[Data entries]

*** Block opens ***

/// Compute where a new item of `size` should go inside `bounds`.
///
/// `bounds` is the module's box in module space, `placed` the items already
/// inside it and `rules` the rule set of the new item's source model.
pub fn compute_auto_position(
    bounds: &Aabb,
    placed: &[PlacedItem<'_>],
    rules: &[&Rule],
    size: Size3,
    config: &PlacementConfig,
) -> AutoPosition {
    let behavior = resolve_behavior(rules, config.default_snap_grid);
    let size = size.floored(MIN_EXTENT);
    let margin = config.margin.max(0.0);
    let half = size.half();

    let (position, snapped, reason) = match behavior.strategy {
        AutoPositionStrategy::None => (bounds.center(), false, PlacementReason::Disabled),
        AutoPositionStrategy::AlignCenter => (bounds.center(), false, PlacementReason::AlignCenter),
        AutoPositionStrategy::AlignFront => (
            Vec3::new(
                bounds.min.x + margin + half.x,
                bounds.min.y + margin + half.y,
                bounds.max.z - margin - half.z,
            ),
            false,
            PlacementReason::AlignFront,
        ),
        AutoPositionStrategy::Stack => match scan_for_slot(bounds, placed, size, margin) {
            Some((corner, layer, column)) => {
                let slot = corner.add(half);
                let position = snap_clear(slot, size, placed, behavior.snap_grid, margin);
                (position, position != slot, PlacementReason::Stacked { layer, column })
            }
            None => (
                Vec3::new(
                    bounds.min.x + margin + half.x,
                    bounds.min.y + margin + half.y,
                    bounds.min.z + margin + half.z,
                ),
                false,
                PlacementReason::NoFreeSlot,
            ),
        },
    };

    AutoPosition {
        position: clamp_to_bounds(position, size, bounds, margin),
        snapped,
        reason,
    }
}

/// Scan-line search for the min corner of a free slot.
///
/// Walks depth layers back to front, columns left to right, and within a
/// column stacks on top of everything already there. A full column moves the
/// cursor past the items blocking it; a full layer does the same in depth.
/// Items are kept twice the margin apart so they never register as collisions.
/// Returns the slot's min corner with its layer and column.
fn scan_for_slot(
    bounds: &Aabb,
    placed: &[PlacedItem<'_>],
    size: Size3,
    margin: f64,
) -> Option<(Vec3, usize, usize)> {
    let spacing = 2.0 * margin;
    let limit = |axis: Axis| bounds.max.get(axis) - margin;

    let mut z = bounds.min.z + margin;
    let mut layer = 0;
    while z + size.depth <= limit(Axis::Depth) {
        let layer_items: Vec<Aabb> = placed
            .iter()
            .map(PlacedItem::bounds)
            .filter(|b| overlaps(b.min.z, b.max.z, z - spacing, z + size.depth + spacing))
            .collect();

        let mut x = bounds.min.x + margin;
        let mut column = 0;
        while x + size.width <= limit(Axis::Width) {
            let column_items: Vec<&Aabb> = layer_items
                .iter()
                .filter(|b| overlaps(b.min.x, b.max.x, x - spacing, x + size.width + spacing))
                .collect();
            let y = column_items
                .iter()
                .map(|b| b.max.y + spacing)
                .fold(bounds.min.y + margin, f64::max);

            if y + size.height <= limit(Axis::Height) {
                return Some((Vec3::new(x, y, z), layer, column));
            }
            x = past(column_items.iter().map(|b| b.max.x), x + size.width, spacing);
            column += 1;
        }

        z = past(layer_items.iter().map(|b| b.max.z), z + size.depth, spacing);
        layer += 1;
    }
    None
}

/// Next cursor value: clear of the blocking items' far edges, or of the
/// new item itself when nothing blocks.
fn past(far_edges: impl Iterator<Item = f64>, fallback: f64, spacing: f64) -> f64 {
    far_edges.reduce(f64::max).unwrap_or(fallback) + spacing
}

fn overlaps(a_min: f64, a_max: f64, b_min: f64, b_max: f64) -> bool {
    a_min < b_max && b_min < a_max
}

/// Snap a stacked slot centre to the grid.
///
/// Rounds to the nearest grid line. When that lands on an item already
/// placed, the axes that moved toward the min side round up instead, since
/// the scan only clears items behind, below and left of the slot.
fn snap_clear(slot: Vec3, size: Size3, placed: &[PlacedItem<'_>], grid: f64, margin: f64) -> Vec3 {
    let nearest = snap_position(slot, grid);
    if !collides(nearest, size, placed, margin) {
        return nearest;
    }
    let mut out = nearest;
    for axis in Axis::ALL {
        if nearest.get(axis) < slot.get(axis) {
            out.set(axis, (slot.get(axis) / grid).ceil() * grid);
        }
    }
    out
}

fn collides(center: Vec3, size: Size3, placed: &[PlacedItem<'_>], margin: f64) -> bool {
    placed
        .iter()
        .any(|p| boxes_overlap(center, size, p.position, p.size, margin))
}

#[cfg(test)]
mod tests {
    use super::*;
    use crate::placement::collision::compute_layout_warnings;
    use crate::placement::rules::{BehaviorRule, RuleKind};
    use approx::assert_relative_eq;

    fn module_bounds() -> Aabb {
        Aabb::centered(Size3::new(600.0, 800.0, 500.0))
    }

    fn behavior(strategy: AutoPositionStrategy, grid: Option<f64>) -> Rule {
        Rule::new(
            "b",
            "insert",
            RuleKind::Behavior(BehaviorRule {
                snap_grid: grid,
                strategy: Some(strategy),
            }),
        )
    }

    #[test]
    fn test_snap_to_grid() {
        assert_eq!(snap_to_grid(14.0, 10.0), 10.0);
        assert_eq!(snap_to_grid(15.0, 10.0), 20.0);
        assert_eq!(snap_to_grid(-26.0, 10.0), -30.0);
        assert_eq!(snap_to_grid(7.3, 0.0), 7.3);
    }

    #[test]
    fn test_clamp_to_bounds() {
        let bounds = Aabb::centered(Size3::uniform(100.0));
        let clamped = clamp_to_bounds(Vec3::new(100.0, -100.0, 0.0), Size3::uniform(10.0), &bounds, 1.0);
        assert_eq!(clamped, Vec3::new(44.0, -44.0, 0.0));
    }

    #[test]
    fn test_clamp_oversized_item_centers() {
        let bounds = Aabb::centered(Size3::uniform(100.0));
        let clamped = clamp_to_bounds(Vec3::new(30.0, 0.0, 0.0), Size3::new(150.0, 10.0, 10.0), &bounds, 1.0);
        assert_eq!(clamped.x, 0.0);
    }

    #[test]
    fn test_first_stacked_item_snaps_to_grid() {
        let result = compute_auto_position(
            &module_bounds(),
            &[],
            &[],
            Size3::new(100.0, 50.0, 40.0),
            &PlacementConfig::default(),
        );
        assert!(result.snapped);
        assert_eq!(result.reason, PlacementReason::Stacked { layer: 0, column: 0 });
        // -249 snaps to -250, then clamps back inside the 1mm margin
        assert_relative_eq!(result.position.x, -249.0);
        assert_relative_eq!(result.position.y, -370.0);
        assert_relative_eq!(result.position.z, -229.0);
    }

    #[test]
    fn test_snapped_stack_rounds_up_off_the_item_below() {
        let bounds = module_bounds();
        let config = PlacementConfig::default();
        let size = Size3::uniform(100.0);
        let first = compute_auto_position(&bounds, &[], &[], size, &config);
        assert_eq!(first.position, Vec3::new(-249.0, -349.0, -199.0));

        let placed = [PlacedItem {
            id: "a",
            position: first.position,
            size,
        }];
        // slot centre y is -247; nearest -250 would touch the first box
        let second = compute_auto_position(&bounds, &placed, &[], size, &config);
        assert!(second.snapped);
        assert_eq!(second.position, Vec3::new(-240.0, -240.0, -190.0));

        let all = [placed[0], PlacedItem { id: "b", position: second.position, size }];
        assert!(compute_layout_warnings(&bounds, &all).is_empty());
    }

    #[test]
    fn test_snapped_stack_stays_inside_bounds() {
        let bounds = Aabb::centered(Size3::new(235.0, 165.0, 95.0));
        let config = PlacementConfig {
            default_snap_grid: 40.0,
            ..PlacementConfig::default()
        };
        let size = Size3::new(70.0, 50.0, 30.0);
        let mut placed: Vec<PlacedItem> = Vec::new();
        for id in ["a", "b", "c", "d", "e", "f"] {
            let result = compute_auto_position(&bounds, &placed, &[], size, &config);
            placed.push(PlacedItem {
                id,
                position: result.position,
                size,
            });
        }
        let warnings = compute_layout_warnings(&bounds, &placed);
        assert!(warnings.out_of_bounds.is_empty(), "{:?}", warnings);
    }

    #[test]
    fn test_stack_goes_up_then_wraps_column() {
        let bounds = Aabb::centered(Size3::new(300.0, 200.0, 100.0));
        let config = PlacementConfig::default();
        let size = Size3::new(100.0, 80.0, 50.0);
        let ids = ["a", "b", "c"];
        let mut placed: Vec<PlacedItem> = Vec::new();
        let mut reasons = Vec::new();
        for id in ids {
            let result = compute_auto_position(&bounds, &placed, &[], size, &config);
            reasons.push(result.reason);
            placed.push(PlacedItem {
                id,
                position: result.position,
                size,
            });
        }
        assert_eq!(
            reasons,
            vec![
                PlacementReason::Stacked { layer: 0, column: 0 },
                PlacementReason::Stacked { layer: 0, column: 0 },
                PlacementReason::Stacked { layer: 0, column: 1 },
            ]
        );
        assert!(placed[1].position.y > placed[0].position.y);
        assert!(placed[2].position.x > placed[0].position.x);
        assert!(compute_layout_warnings(&bounds, &placed).is_empty());
    }

    #[test]
    fn test_stack_wraps_to_new_layer() {
        let bounds = Aabb::centered(Size3::new(120.0, 100.0, 200.0));
        let config = PlacementConfig::default();
        let size = Size3::new(100.0, 90.0, 50.0);
        let first = compute_auto_position(&bounds, &[], &[], size, &config);
        let placed = [PlacedItem {
            id: "a",
            position: first.position,
            size,
        }];
        let second = compute_auto_position(&bounds, &placed, &[], size, &config);
        assert_eq!(second.reason, PlacementReason::Stacked { layer: 1, column: 0 });
        assert!(second.position.z > first.position.z);
        let all = [placed[0], PlacedItem { id: "b", position: second.position, size }];
        assert!(compute_layout_warnings(&bounds, &all).is_empty());
    }

    #[test]
    fn test_full_module_parks_item() {
        let bounds = Aabb::centered(Size3::uniform(100.0));
        let size = Size3::uniform(90.0);
        let placed = [PlacedItem {
            id: "a",
            position: Vec3::ZERO,
            size,
        }];
        let result = compute_auto_position(&bounds, &placed, &[], size, &PlacementConfig::default());
        assert_eq!(result.reason, PlacementReason::NoFreeSlot);
        assert!(!result.snapped);
    }

    #[test]
    fn test_align_strategies_ignore_existing_items() {
        let bounds = module_bounds();
        let size = Size3::new(100.0, 50.0, 40.0);
        let placed = [PlacedItem {
            id: "a",
            position: Vec3::ZERO,
            size,
        }];
        let center_rule = behavior(AutoPositionStrategy::AlignCenter, None);
        let center = compute_auto_position(&bounds, &placed, &[&center_rule], size, &PlacementConfig::default());
        assert_eq!(center.position, Vec3::ZERO);

        let front_rule = behavior(AutoPositionStrategy::AlignFront, None);
        let front = compute_auto_position(&bounds, &placed, &[&front_rule], size, &PlacementConfig::default());
        assert_eq!(front.position, Vec3::new(-249.0, -374.0, 229.0));
        assert_eq!(front.reason, PlacementReason::AlignFront);
    }

    #[test]
    fn test_snap_disabled_by_zero_grid() {
        let rule = behavior(AutoPositionStrategy::Stack, Some(0.0));
        let result = compute_auto_position(
            &module_bounds(),
            &[],
            &[&rule],
            Size3::new(100.0, 50.0, 40.0),
            &PlacementConfig::default(),
        );
        assert!(!result.snapped);
        assert_relative_eq!(result.position.x, -300.0 + 1.0 + 50.0);
    }

    #[test]
    fn test_result_always_inside_bounds() {
        let config = PlacementConfig::default();
        let margin = config.margin;
        for &(module, item) in &[
            (Size3::new(600.0, 800.0, 500.0), Size3::new(100.0, 50.0, 40.0)),
            (Size3::new(102.0, 52.0, 42.0), Size3::new(100.0, 50.0, 40.0)),
            (Size3::new(300.0, 300.0, 300.0), Size3::new(295.0, 10.0, 10.0)),
        ] {
            let bounds = Aabb::centered(module);
            let mut placed: Vec<PlacedItem> = Vec::new();
            for id in ["a", "b", "c", "d"] {
                let result = compute_auto_position(&bounds, &placed, &[], item, &config);
                let half = item.half();
                for axis in Axis::ALL {
                    assert!(result.position.get(axis) - half.get(axis) - margin >= bounds.min.get(axis) - 1e-9);
                    assert!(result.position.get(axis) + half.get(axis) + margin <= bounds.max.get(axis) + 1e-9);
                }
                placed.push(PlacedItem {
                    id,
                    position: result.position,
                    size: item,
                });
            }
        }
    }
}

*** Block closes ***

__TRY IT__
Above are the entries. Copy exactly the part that opens with the line containing "let mut layer = 0;" and closes with the line containing "while x + size.width", and no more.

__RESPONSE TO THIS EXERCISE__
    let mut layer = 0;
    while z + size.depth <= limit(Axis::Depth) {
        let layer_items: Vec<Aabb> = placed
            .iter()
            .map(PlacedItem::bounds)
            .filter(|b| overlaps(b.min.z, b.max.z, z - spacing, z + size.depth + spacing))
            .collect();

        let mut x = bounds.min.x + margin;
        let mut column = 0;
        while x + size.width <= limit(Axis::Width) {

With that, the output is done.